J.P. Morgan is hosting its Industrials Conference today and airlines are at an interesting cross section of competing factors.
On the upside, demand appears to be booming. Delta CEO Ed Bastian repeatedly highlighted strength in bookings.
“We are seeing strength in every market that we look at,” he said and emphasized that last week’s sales were up 25% year-over-year. This quarter the company had eight of the 10 best sales days ever and five of those came after the war started. The strong demand spans corporate, international, premium leisure, main cabin and domestic, he said.
On the downside, the jump in oil prices punched a hole in the company’s cost structure. Airline stocks have sunk since the start of the conflict as fuel typically represents 30-40% of costs. Bastian said the company has seen a $400 million fuel cost spike in just the month of March with American Airlines indicating the same size hit.
Despite that, DAL maintained its Q1 guidance of EPS of 50-90 cents. Shares are up 4.5% in the premarket.
There is a long history of airline companies seeing margins compress when fuel prices rise but it’s a bit more complicated than it first appears.
Oftentimes, the spikes in oil prices have come at the same times as economic weakness and that can be doubly-devestating for airlines but in other episodes of rising oil during a decent economy, the picture is less clear.
when a fuel spike is supply-driven but the economy is healthy, airlines absorb the hit through gradual fare pass-through (roughly 50% within a year based on Scotia’s AC data) and margins compress but stay positive. When a fuel spike coincides with recession, the pass-through mechanism breaks down because demand is falling at the same time costs are rising — airlines can’t raise fares into weakening demand — and the earnings destruction is multiplicative rather than additive.

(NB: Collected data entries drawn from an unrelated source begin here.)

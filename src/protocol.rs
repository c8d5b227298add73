//! Record batch utilities.
//!
//! Produce requests carry a *record set*: a concatenation of entries that each
//! start with `base_offset: i64` and `length: i32`. For the v2 format an entry
//! is a RecordBatch (see [`crate::constants::RECORD_BATCH_HEADER_SIZE`] for
//! the header layout) that covers `last_offset_delta + 1` offsets. Legacy
//! (magic 0/1) entries are single messages and cover one offset.
//!
//! The partition log stores entries exactly as they travel on the wire, so the
//! helpers here are shared by the produce path, the log recovery scan and the
//! replication apply path.

use bytes::{BufMut, Bytes, BytesMut};
use nom::{
    IResult,
    bytes::complete::take,
    number::complete::{be_i8, be_i16, be_i32, be_i64, be_u32},
};
use nombytes::NomBytes;
use thiserror::Error;

use crate::constants::{
    BATCH_ATTRIBUTES_OFFSET, BATCH_BASE_OFFSET, BATCH_CRC_DATA_START, BATCH_CRC_OFFSET,
    BATCH_LAST_OFFSET_DELTA_OFFSET, BATCH_LENGTH_OFFSET, BATCH_MAGIC_OFFSET,
    BATCH_MAX_TIMESTAMP_OFFSET, LOG_OVERHEAD, RECORD_BATCH_HEADER_SIZE, RECORD_BATCH_MAGIC,
};
use crate::encode::{encode_varint, encode_varlong};
use crate::parser::{parse_varint, parse_varlong};

// CRC-32C (Castagnoli), the checksum used by v2 record batches.
const CRC32C_TABLE: [u32; 256] = {
    let mut table = [0u32; 256];
    let mut i = 0;
    while i < 256 {
        let mut crc = i as u32;
        let mut j = 0;
        while j < 8 {
            if crc & 1 != 0 {
                crc = (crc >> 1) ^ 0x82F63B78;
            } else {
                crc >>= 1;
            }
            j += 1;
        }
        table[i] = crc;
        i += 1;
    }
    table
};

/// Compute a CRC-32C checksum.
pub fn crc32c(data: &[u8]) -> u32 {
    let mut crc = !0u32;
    for &byte in data {
        let index = ((crc ^ byte as u32) & 0xFF) as usize;
        crc = (crc >> 8) ^ CRC32C_TABLE[index];
    }
    !crc
}

/// Errors found while walking a record set.
#[derive(Debug, Clone, PartialEq, Eq, Error)]
pub enum RecordError {
    #[error("record set truncated at byte {position}")]
    Truncated { position: usize },

    #[error("invalid entry length {length} at byte {position}")]
    InvalidLength { position: usize, length: i32 },

    #[error("crc mismatch: stored {stored:#010x}, computed {computed:#010x}")]
    CrcMismatch { stored: u32, computed: u32 },

    #[error("unsupported record format: {0}")]
    Unsupported(String),

    #[error("malformed record: {0}")]
    Malformed(String),
}

/// Result of CRC validation.
#[derive(Debug, Clone, Copy, PartialEq, Eq)]
pub enum CrcValidationResult {
    Valid,
    Invalid { expected: u32, actual: u32 },
    /// Batch is too small to contain CRC.
    TooSmall,
    /// Legacy message formats are not checked.
    NotApplicable,
}

fn read_i32(buf: &[u8], at: usize) -> i32 {
    i32::from_be_bytes([buf[at], buf[at + 1], buf[at + 2], buf[at + 3]])
}

fn read_i64(buf: &[u8], at: usize) -> i64 {
    let mut raw = [0u8; 8];
    raw.copy_from_slice(&buf[at..at + 8]);
    i64::from_be_bytes(raw)
}

/// Base offset stored in an entry header.
pub fn base_offset(entry: &[u8]) -> i64 {
    read_i64(entry, BATCH_BASE_OFFSET)
}

/// Magic byte of an entry, if the header is long enough to carry one.
pub fn magic(entry: &[u8]) -> Option<i8> {
    entry.get(BATCH_MAGIC_OFFSET).map(|b| *b as i8)
}

/// Validate the CRC-32C of a v2 batch. The stored CRC sits at bytes 17..21
/// and covers everything from the attributes field to the end of the batch.
pub fn validate_batch_crc(batch: &[u8]) -> CrcValidationResult {
    if batch.len() < BATCH_CRC_DATA_START {
        return CrcValidationResult::TooSmall;
    }
    if magic(batch) != Some(RECORD_BATCH_MAGIC) {
        return CrcValidationResult::NotApplicable;
    }
    let stored = read_i32(batch, BATCH_CRC_OFFSET) as u32;
    let computed = crc32c(&batch[BATCH_CRC_DATA_START..]);
    if stored == computed {
        CrcValidationResult::Valid
    } else {
        CrcValidationResult::Invalid {
            expected: stored,
            actual: computed,
        }
    }
}

/// Number of offsets an entry occupies.
pub fn record_count(entry: &[u8]) -> i64 {
    if magic(entry) == Some(RECORD_BATCH_MAGIC) && entry.len() >= RECORD_BATCH_HEADER_SIZE {
        i64::from(read_i32(entry, BATCH_LAST_OFFSET_DELTA_OFFSET)) + 1
    } else {
        1
    }
}

/// Largest timestamp in a v2 batch. `None` for legacy entries.
pub fn max_timestamp(entry: &[u8]) -> Option<i64> {
    (magic(entry) == Some(RECORD_BATCH_MAGIC) && entry.len() >= RECORD_BATCH_HEADER_SIZE)
        .then(|| read_i64(entry, BATCH_MAX_TIMESTAMP_OFFSET))
}

/// Overwrite the base offset of an entry. The base offset lies outside the
/// CRC-covered region so the checksum stays valid.
pub fn patch_base_offset(entry: &mut [u8], base_offset: i64) {
    if entry.len() >= 8 {
        entry[BATCH_BASE_OFFSET..BATCH_BASE_OFFSET + 8].copy_from_slice(&base_offset.to_be_bytes());
    }
}

/// Total size of the entry starting at `buf[0]`, or `None` if the header
/// itself is incomplete.
pub fn entry_size(buf: &[u8]) -> Option<Result<usize, i32>> {
    if buf.len() < LOG_OVERHEAD {
        return None;
    }
    let length = read_i32(buf, BATCH_LENGTH_OFFSET);
    if length < 0 {
        return Some(Err(length));
    }
    Some(Ok(LOG_OVERHEAD + length as usize))
}

/// Split a record set into its entries. Every entry is validated for framing
/// and, for v2 batches, for CRC.
pub fn split_entries(records: &Bytes) -> Result<Vec<Bytes>, RecordError> {
    let mut entries = Vec::new();
    let mut position = 0usize;
    while position < records.len() {
        let rest = &records[position..];
        let size = match entry_size(rest) {
            None => return Err(RecordError::Truncated { position }),
            Some(Err(length)) => return Err(RecordError::InvalidLength { position, length }),
            Some(Ok(size)) => size,
        };
        if size > rest.len() {
            return Err(RecordError::Truncated { position });
        }
        let entry = records.slice(position..position + size);
        if let CrcValidationResult::Invalid { expected, actual } = validate_batch_crc(&entry) {
            return Err(RecordError::CrcMismatch {
                stored: expected,
                computed: actual,
            });
        }
        entries.push(entry);
        position += size;
    }
    Ok(entries)
}

/// A single decoded record.
#[derive(Debug, Clone, PartialEq, Eq)]
pub struct Record {
    pub offset: i64,
    pub timestamp: i64,
    pub key: Option<Bytes>,
    pub value: Option<Bytes>,
    pub headers: Vec<(String, Option<Bytes>)>,
}

impl Record {
    pub fn new(key: Option<Bytes>, value: Option<Bytes>, timestamp: i64) -> Self {
        Self {
            offset: 0,
            timestamp,
            key,
            value,
            headers: Vec::new(),
        }
    }
}

fn put_varint_bytes(buf: &mut BytesMut, data: Option<&Bytes>) {
    match data {
        Some(d) => {
            encode_varint(buf, d.len() as i32);
            buf.put_slice(d);
        }
        None => encode_varint(buf, -1),
    }
}

/// Build an uncompressed v2 record batch. Offsets inside the batch are
/// relative to `base_offset`; each record's own `offset` field is ignored.
pub fn encode_record_batch(base_offset: i64, records: &[Record]) -> Bytes {
    let first_timestamp = records.first().map(|r| r.timestamp).unwrap_or(-1);
    let max_timestamp = records.iter().map(|r| r.timestamp).max().unwrap_or(-1);

    let mut body = BytesMut::new();
    for (delta, record) in records.iter().enumerate() {
        let mut rec = BytesMut::new();
        rec.put_i8(0);
        encode_varlong(&mut rec, record.timestamp - first_timestamp);
        encode_varint(&mut rec, delta as i32);
        put_varint_bytes(&mut rec, record.key.as_ref());
        put_varint_bytes(&mut rec, record.value.as_ref());
        encode_varint(&mut rec, record.headers.len() as i32);
        for (name, value) in &record.headers {
            encode_varint(&mut rec, name.len() as i32);
            rec.put_slice(name.as_bytes());
            put_varint_bytes(&mut rec, value.as_ref());
        }
        encode_varint(&mut body, rec.len() as i32);
        body.put_slice(&rec);
    }

    let mut batch = BytesMut::with_capacity(RECORD_BATCH_HEADER_SIZE + body.len());
    batch.put_i64(base_offset);
    batch.put_i32((RECORD_BATCH_HEADER_SIZE - LOG_OVERHEAD + body.len()) as i32);
    batch.put_i32(-1); // partition leader epoch
    batch.put_i8(RECORD_BATCH_MAGIC);
    batch.put_u32(0); // crc placeholder
    batch.put_i16(0); // attributes: no compression, create time
    batch.put_i32(records.len().saturating_sub(1) as i32);
    batch.put_i64(first_timestamp);
    batch.put_i64(max_timestamp);
    batch.put_i64(-1); // producer id
    batch.put_i16(-1); // producer epoch
    batch.put_i32(-1); // first sequence
    batch.put_i32(records.len() as i32);
    batch.put_slice(&body);

    let crc = crc32c(&batch[BATCH_CRC_DATA_START..]);
    batch[BATCH_CRC_OFFSET..BATCH_CRC_OFFSET + 4].copy_from_slice(&crc.to_be_bytes());
    batch.freeze()
}

fn parse_varint_bytes(s: NomBytes) -> IResult<NomBytes, Option<Bytes>> {
    let (s, len) = parse_varint(s)?;
    if len < 0 {
        return Ok((s, None));
    }
    let (s, data) = take(len as usize)(s)?;
    Ok((s, Some(data.into_bytes())))
}

fn parse_record(s: NomBytes, base_offset: i64, first_timestamp: i64) -> IResult<NomBytes, Record> {
    let (s, _length) = parse_varint(s)?;
    let (s, _attributes) = be_i8(s)?;
    let (s, timestamp_delta) = parse_varlong(s)?;
    let (s, offset_delta) = parse_varint(s)?;
    let (s, key) = parse_varint_bytes(s)?;
    let (s, value) = parse_varint_bytes(s)?;
    let (mut s, header_count) = parse_varint(s)?;
    let mut headers = Vec::with_capacity(header_count.max(0) as usize);
    for _ in 0..header_count.max(0) {
        let (rest, name) = parse_varint_bytes(s)?;
        let (rest, value) = parse_varint_bytes(rest)?;
        let name = name
            .map(|n| String::from_utf8_lossy(&n).into_owned())
            .unwrap_or_default();
        headers.push((name, value));
        s = rest;
    }
    Ok((
        s,
        Record {
            offset: base_offset + i64::from(offset_delta),
            timestamp: first_timestamp + timestamp_delta,
            key,
            value,
            headers,
        },
    ))
}

fn parse_batch_records(s: NomBytes) -> IResult<NomBytes, Vec<Record>> {
    let (s, base_offset) = be_i64(s)?;
    let (s, _length) = be_i32(s)?;
    let (s, _leader_epoch) = be_i32(s)?;
    let (s, _magic) = be_i8(s)?;
    let (s, _crc) = be_u32(s)?;
    let (s, _attributes) = be_i16(s)?;
    let (s, _last_offset_delta) = be_i32(s)?;
    let (s, first_timestamp) = be_i64(s)?;
    let (s, _max_timestamp) = be_i64(s)?;
    let (s, _producer_id) = be_i64(s)?;
    let (s, _producer_epoch) = be_i16(s)?;
    let (s, _first_sequence) = be_i32(s)?;
    let (mut s, count) = be_i32(s)?;
    let mut records = Vec::with_capacity(count.max(0) as usize);
    for _ in 0..count.max(0) {
        let (rest, record) = parse_record(s, base_offset, first_timestamp)?;
        records.push(record);
        s = rest;
    }
    Ok((s, records))
}

/// Decode every record of an uncompressed v2 record set.
pub fn decode_records(records: &Bytes) -> Result<Vec<Record>, RecordError> {
    let mut out = Vec::new();
    for entry in split_entries(records)? {
        if magic(&entry) != Some(RECORD_BATCH_MAGIC) {
            return Err(RecordError::Unsupported("legacy message format".into()));
        }
        let attributes = i16::from_be_bytes([
            entry[BATCH_ATTRIBUTES_OFFSET],
            entry[BATCH_ATTRIBUTES_OFFSET + 1],
        ]);
        if attributes & 0x07 != 0 {
            return Err(RecordError::Unsupported(format!(
                "compression codec {}",
                attributes & 0x07
            )));
        }
        let (_, batch) = parse_batch_records(NomBytes::new(entry))
            .map_err(|e| RecordError::Malformed(format!("{e:?}")))?;
        out.extend(batch);
    }
    Ok(out)
}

In 2011, oil sustained $110–125 per barrel for several years, driven by the Arab Spring and Libyan disruptions. But GDP was growing, which kept load factors up and gave airlines some pricing power. Industry profits contracted massively but stayed positive in what was still a sluggish economy (but not a recession). Since then, we’ve seen some consolidation in US airlines.
The best parallel — if you believe the economy is ok — is likely 2018 when WTI rose 70%. Delta, United, and others actually grew earnings through the spike.
I tend to think this is an even better environment as travel is done mostly by those at the top of the K-shaped economy and that Boomers are traveling extensively in retirement (and will continue to) on high fixed incomes.
In response to Delta’s comments (and American Airlines affirming guidance), shares in the broader industry are all higher:
United +3.6%American Airlines +4.1%Southwest +2.5%IAG +2.4%Air Frace KLM +1.9%
This article was written by Adam Button at investinglive.com.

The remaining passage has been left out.